╭──
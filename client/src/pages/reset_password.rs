//! Choose a new password from an emailed recovery link.
//!
//! The link lands here with `#access_token=...&type=recovery`. The token is
//! read from the fragment once on mount; it is never stored.

use leptos::prelude::*;
use leptos_router::components::A;
use leptos_router::hooks::use_navigate;

use super::register::check_new_password;
use crate::components::route_guard::redirect_options;
use crate::guard::LOGIN_PATH;
use crate::state::submit::InFlight;

const INVALID_LINK: &str = "This reset link is invalid or has expired. Please request a new one.";

fn location_token() -> Option<String> {
    #[cfg(feature = "hydrate")]
    {
        let location = web_sys::window()?.location();
        location
            .hash()
            .ok()
            .and_then(|hash| crate::net::auth::recovery_token(&hash))
            .or_else(|| location.search().ok().and_then(|query| crate::net::auth::recovery_token(&query)))
    }
    #[cfg(not(feature = "hydrate"))]
    {
        None
    }
}

#[component]
pub fn ResetPasswordPage() -> impl IntoView {
    let navigate = use_navigate();
    let token = RwSignal::new(None::<String>);
    let password = RwSignal::new(String::new());
    let confirm = RwSignal::new(String::new());
    let error = RwSignal::new(None::<String>);
    let done = RwSignal::new(None::<String>);
    let busy = RwSignal::new(false);

    Effect::new(move || {
        let found = location_token();
        if found.is_none() {
            error.set(Some(INVALID_LINK.to_owned()));
        }
        token.set(found);
    });

    let on_submit = move |ev: leptos::ev::SubmitEvent| {
        ev.prevent_default();
        let Some(access_token) = token.get() else {
            error.set(Some(INVALID_LINK.to_owned()));
            return;
        };
        let new_password = password.get();
        if let Err(reason) = check_new_password(&new_password, &confirm.get()) {
            error.set(Some(reason.to_owned()));
            return;
        }
        let Some(guard) = InFlight::begin(busy) else {
            return;
        };
        error.set(None);
        leptos::task::spawn_local(async move {
            let _guard = guard;
            match crate::net::auth::reset_password(&access_token, &new_password).await {
                Ok(message) => {
                    let _ = done.try_set(Some(message));
                }
                Err(e) => {
                    let _ = error.try_set(Some(e.message()));
                }
            }
        });
    };

    let on_continue = move |_| navigate(LOGIN_PATH, redirect_options());

    view! {
        <div class="auth-page">
            <form class="auth-form" on:submit=on_submit hidden=move || done.with(Option::is_some)>
                <h1>"Choose a new password"</h1>
                <input
                    type="password"
                    placeholder="New password"
                    autocomplete="new-password"
                    prop:value=move || password.get()
                    on:input=move |ev| password.set(event_target_value(&ev))
                />
                <input
                    type="password"
                    placeholder="Confirm new password"
                    autocomplete="new-password"
                    prop:value=move || confirm.get()
                    on:input=move |ev| confirm.set(event_target_value(&ev))
                />
                <button class="btn btn--primary" type="submit" disabled=move || busy.get() || token.with(Option::is_none)>
                    "Update password"
                </button>
                {move || error.get().map(|e| view! { <p class="form-error">{e}</p> })}
                <p class="auth-form__links">
                    <A href="/forgot-password">"Request a new link"</A>
                </p>
            </form>
            <div class="auth-form" hidden=move || done.with(Option::is_none)>
                <p class="form-info">{move || done.get().unwrap_or_default()}</p>
                <button class="btn btn--primary" on:click=on_continue>"Continue to login"</button>
            </div>
        </div>
    }
}
//! Shared client-side UI state helpers.
//!
//! DESIGN
//! ======
//! Persisted session data lives in `crate::session`. This module adapts it
//! to Leptos signals (`session`) and holds small per-form concerns shared by
//! several pages (`submit`).

pub mod session;
pub mod submit;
╰──
Check each line above for the word "message" and copy every line that has it.

== Expected answer ==
                Ok(message) => {
                    let _ = done.try_set(Some(message));
                    let _ = error.try_set(Some(e.message()));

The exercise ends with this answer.